»»

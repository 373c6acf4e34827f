//! lavachat HTTP Server
//!
//! Axum-based server exposing the wallet and chat API consumed by the WASM
//! front-end. All state of record (balances, secrets, checkout sessions)
//! lives in the external payments service; the routes here are forwarding
//! glue plus defensive input parsing.

pub mod config;
pub mod handlers;
pub mod json;
pub mod state;

use axum::{
    Router,
    routing::{get, post},
};
use tower_http::{
    cors::{Any, CorsLayer},
    trace::TraceLayer,
};

use crate::handlers::{
    chat_handler, connection_missing_id, create_checkout_session, create_topup_session,
    get_connection, health_check,
};
use crate::state::AppState;

/// Build the application router
pub fn app(state: AppState) -> Router {
    let cors = CorsLayer::new()
        .allow_origin(Any)
        .allow_methods(Any)
        .allow_headers(Any);

    Router::new()
        // Health & info
        .route("/health", get(health_check))
        // Wallet API
        .route("/api/connections/{connection_id}", get(get_connection))
        .route("/api/connections/", get(connection_missing_id))
        .route("/api/create-checkout-session", post(create_checkout_session))
        .route("/api/create-topup-session", post(create_topup_session))
        // Chat API
        .route("/api/chat", post(chat_handler))
        // Static files (WASM frontend)
        .fallback_service(tower_http::services::ServeDir::new("static"))
        .layer(cors)
        .layer(TraceLayer::new_for_http())
        .with_state(state)
}
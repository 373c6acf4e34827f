//! Server Configuration
//!
//! Read once at process start and treated as immutable for the process
//! lifetime.

use anyhow::Context;

/// Process-wide configuration
#[derive(Clone, Debug)]
pub struct ServerConfig {
    /// Product secret used together with a connection secret to derive
    /// forward tokens. Server-side only.
    pub product_secret: String,

    /// Origin URL hosted checkout sessions redirect back to
    pub origin_url: String,

    /// Model id used for every completion (never client-selectable)
    pub model: String,

    /// Listen address
    pub bind_addr: String,
}

impl ServerConfig {
    /// Create from environment variables
    pub fn from_env() -> anyhow::Result<Self> {
        let product_secret =
            std::env::var("LAVA_PRODUCT_SECRET").context("LAVA_PRODUCT_SECRET not set")?;
        let origin_url = std::env::var("LAVA_ORIGIN_URL").context("LAVA_ORIGIN_URL not set")?;
        let model = std::env::var("CHAT_MODEL").unwrap_or_else(|_| "gpt-4o-mini".into());
        let bind_addr = std::env::var("BIND_ADDR").unwrap_or_else(|_| "0.0.0.0:3000".into());

        Ok(Self {
            product_secret,
            origin_url,
            model,
            bind_addr,
        })
    }
}
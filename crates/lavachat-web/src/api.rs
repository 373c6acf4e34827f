//! API Client
//!
//! Calls the server routes and hands checkout-session tokens to the hosted
//! wallet flow. Connection secrets never appear on this side of the wire;
//! the client only ever holds the opaque connection id.

use serde::{Deserialize, Serialize};

/// Hosted checkout page; redirects back to the origin with
/// `?connection_id=...` on success.
const CHECKOUT_URL: &str = "https://checkout.lavapayments.com";

/// Chat message for display and history
#[derive(Clone, Debug, PartialEq, Serialize, Deserialize)]
pub struct ChatMessage {
    pub role: String,
    pub content: String,
}

/// Public projection of a wallet connection
#[derive(Clone, Debug, PartialEq, Deserialize)]
#[serde(rename_all = "camelCase")]
pub struct ConnectionInfo {
    pub connection_id: String,
    #[serde(default)]
    pub balance: Option<f64>,
    #[serde(default)]
    pub email: Option<String>,
}

/// Request an onboarding checkout-session token
pub async fn create_checkout_session() -> Result<String, String> {
    let client = reqwest::Client::new();

    let response = client
        .post("/api/create-checkout-session")
        .send()
        .await
        .map_err(|e| e.to_string())?;

    token_from_response(response).await
}

/// Request a topup checkout-session token for an existing connection
pub async fn create_topup_session(connection_id: &str) -> Result<String, String> {
    let client = reqwest::Client::new();

    let body = serde_json::json!({ "connectionId": connection_id });

    let response = client
        .post("/api/create-topup-session")
        .json(&body)
        .send()
        .await
        .map_err(|e| e.to_string())?;

    token_from_response(response).await
}

async fn token_from_response(response: reqwest::Response) -> Result<String, String> {
    if response.status().is_success() {
        let data: serde_json::Value = response.json().await.map_err(|e| e.to_string())?;
        Ok(data["token"].as_str().unwrap_or_default().to_string())
    } else {
        let data: serde_json::Value = response.json().await.unwrap_or_default();
        Err(data["error"]
            .as_str()
            .unwrap_or("Failed to create checkout session")
            .to_string())
    }
}

/// Fetch the wallet details for a connection
pub async fn fetch_connection(connection_id: &str) -> Result<ConnectionInfo, String> {
    let client = reqwest::Client::new();

    let response = client
        .get(format!("/api/connections/{connection_id}"))
        .send()
        .await
        .map_err(|e| e.to_string())?;

    if response.status().is_success() {
        response.json().await.map_err(|e| e.to_string())
    } else {
        let data: serde_json::Value = response.json().await.unwrap_or_default();
        Err(data["error"]
            .as_str()
            .unwrap_or("Failed to fetch connection details")
            .to_string())
    }
}

/// Send the conversation to the chat route and return the assistant reply
pub async fn send_chat(messages: &[ChatMessage], connection_id: &str) -> Result<String, String> {
    let client = reqwest::Client::new();

    let body = serde_json::json!({
        "messages": messages,
        "connectionId": connection_id,
    });

    let response = client
        .post("/api/chat")
        .json(&body)
        .send()
        .await
        .map_err(|e| e.to_string())?;

    if response.status().is_success() {
        let data: serde_json::Value = response.json().await.map_err(|e| e.to_string())?;
        Ok(data["text"].as_str().unwrap_or("No response").to_string())
    } else {
        let data: serde_json::Value = response.json().await.unwrap_or_default();
        Err(data["error"].as_str().unwrap_or("Request failed").to_string())
    }
}

/// Hand a session token to the hosted checkout flow
pub fn open_checkout(token: &str) {
    if let Some(window) = web_sys::window() {
        let url = format!("{CHECKOUT_URL}/?checkout_session_token={token}");
        let _ = window.location().set_href(&url);
    }
}

/// Connection id delivered by the checkout redirect, if any
pub fn connection_id_from_url() -> Option<String> {
    let search = web_sys::window()?.location().search().ok()?;
    search
        .trim_start_matches('?')
        .split('&')
        .find_map(|pair| {
            let (key, value) = pair.split_once('=')?;
            (key == "connection_id" && !value.is_empty()).then(|| value.to_string())
        })
}
//! Defensive JSON Parsing
//!
//! Guards for untrusted request bodies. All failure is encoded in the
//! return value (`None`), never raised; callers turn the sentinel into a
//! 400 response.

use serde_json::{Map, Value};

/// Parse text as a JSON object.
///
/// `Some` iff the text is valid JSON whose top-level value is a non-null,
/// non-array object.
pub fn parse_json_object(text: &str) -> Option<Map<String, Value>> {
    match serde_json::from_str(text) {
        Ok(Value::Object(map)) => Some(map),
        _ => None,
    }
}

/// Parse text as a JSON array.
///
/// `Some` iff the text is valid JSON whose top-level value is an array.
pub fn parse_json_array(text: &str) -> Option<Vec<Value>> {
    match serde_json::from_str(text) {
        Ok(Value::Array(items)) => Some(items),
        _ => None,
    }
}

#[cfg(test)]
mod tests {
    use super::*;

    #[test]
    fn test_object_guard_accepts_objects() {
        let map = parse_json_object(r#"{"a": 1, "b": {"c": []}}"#).unwrap();
        assert_eq!(map.get("a"), Some(&Value::from(1)));
    }

    #[test]
    fn test_object_guard_accepts_empty_object() {
        assert!(parse_json_object("{}").is_some());
    }

    #[test]
    fn test_object_guard_rejects_non_objects() {
        assert!(parse_json_object("[1, 2]").is_none());
        assert!(parse_json_object("null").is_none());
        assert!(parse_json_object("42").is_none());
        assert!(parse_json_object(r#""text""#).is_none());
        assert!(parse_json_object("true").is_none());
    }

    #[test]
    fn test_object_guard_rejects_malformed_input() {
        assert!(parse_json_object("").is_none());
        assert!(parse_json_object("{not json").is_none());
        assert!(parse_json_object("{\"a\":}").is_none());
    }

    #[test]
    fn test_array_guard_accepts_arrays() {
        let items = parse_json_array(r#"[1, "two", {}]"#).unwrap();
        assert_eq!(items.len(), 3);
    }

    #[test]
    fn test_array_guard_rejects_non_arrays() {
        assert!(parse_json_array("{}").is_none());
        assert!(parse_json_array("null").is_none());
        assert!(parse_json_array("\"[]\"").is_none());
        assert!(parse_json_array("not json").is_none());
    }
}
//! Completion Provider Strategy
//!
//! Defines a common interface for completion backends so route handlers
//! never depend on a concrete API client.
//!
//! ## Usage
//!
//! ```rust,ignore
//! use lavachat_core::provider::{CompletionProvider, GenerationOptions};
//!
//! let completion = provider.complete(&messages, &options).await?;
//! println!("{}", completion.content);
//! ```

use async_trait::async_trait;
use futures::Stream;
use serde::{Deserialize, Serialize};
use std::pin::Pin;

use crate::error::Result;
use crate::message::Message;

/// Configuration for a completion request
///
/// The model identifier is fixed by server configuration, never taken from
/// the client.
#[derive(Clone, Debug, Serialize, Deserialize)]
pub struct GenerationOptions {
    /// Model identifier (e.g., "gpt-4o-mini")
    pub model: String,

    /// Temperature for sampling (0.0 = deterministic, 1.0 = creative)
    #[serde(default = "default_temperature")]
    pub temperature: f32,

    /// Maximum tokens to generate
    #[serde(default = "default_max_tokens")]
    pub max_tokens: u32,
}

fn default_temperature() -> f32 {
    0.7
}
fn default_max_tokens() -> u32 {
    2048
}

impl GenerationOptions {
    /// Options for a fixed model with default sampling parameters
    pub fn for_model(model: impl Into<String>) -> Self {
        Self {
            model: model.into(),
            temperature: default_temperature(),
            max_tokens: default_max_tokens(),
        }
    }
}

/// Response from a completion
#[derive(Clone, Debug, Serialize, Deserialize)]
pub struct Completion {
    /// The generated text
    pub content: String,

    /// Model that generated this response
    pub model: String,

    /// Token usage statistics (if available)
    pub usage: Option<TokenUsage>,
}

/// Token usage statistics
#[derive(Clone, Copy, Debug, Default, Serialize, Deserialize)]
pub struct TokenUsage {
    pub prompt_tokens: u32,
    pub completion_tokens: u32,
    pub total_tokens: u32,
}

/// A chunk from a streaming completion
#[derive(Clone, Debug, Serialize, Deserialize)]
pub struct StreamChunk {
    /// The text delta
    pub delta: String,

    /// Whether this is the final chunk
    pub done: bool,

    /// Token usage (typically only on the final chunk)
    pub usage: Option<TokenUsage>,
}

/// Stream type for completion streaming
pub type CompletionStream = Pin<Box<dyn Stream<Item = Result<StreamChunk>> + Send>>;

/// Strategy trait for completion backends
///
/// Implement this trait to add support for a new backend. Handlers work
/// exclusively through this interface; the streaming and buffered paths are
/// separate operations, not a flag.
#[async_trait]
pub trait CompletionProvider: Send + Sync {
    /// Generate a buffered completion from messages
    async fn complete(
        &self,
        messages: &[Message],
        options: &GenerationOptions,
    ) -> Result<Completion>;

    /// Generate a streaming completion
    async fn complete_stream(
        &self,
        messages: &[Message],
        options: &GenerationOptions,
    ) -> Result<CompletionStream>;
}

#[cfg(test)]
mod tests {
    use super::*;

    #[test]
    fn test_generation_options_defaults() {
        let opts = GenerationOptions::for_model("gpt-4o-mini");
        assert_eq!(opts.model, "gpt-4o-mini");
        assert_eq!(opts.temperature, 0.7);
        assert_eq!(opts.max_tokens, 2048);
    }

    #[test]
    fn test_options_deserialize_with_defaults() {
        let opts: GenerationOptions = serde_json::from_str(r#"{"model":"m"}"#).unwrap();
        assert_eq!(opts.temperature, 0.7);
        assert_eq!(opts.max_tokens, 2048);
    }
}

««

■ What is required: Look at each line above and note whether it holds the word "backends". Report how many do, as the number only.

■ Answer section: 2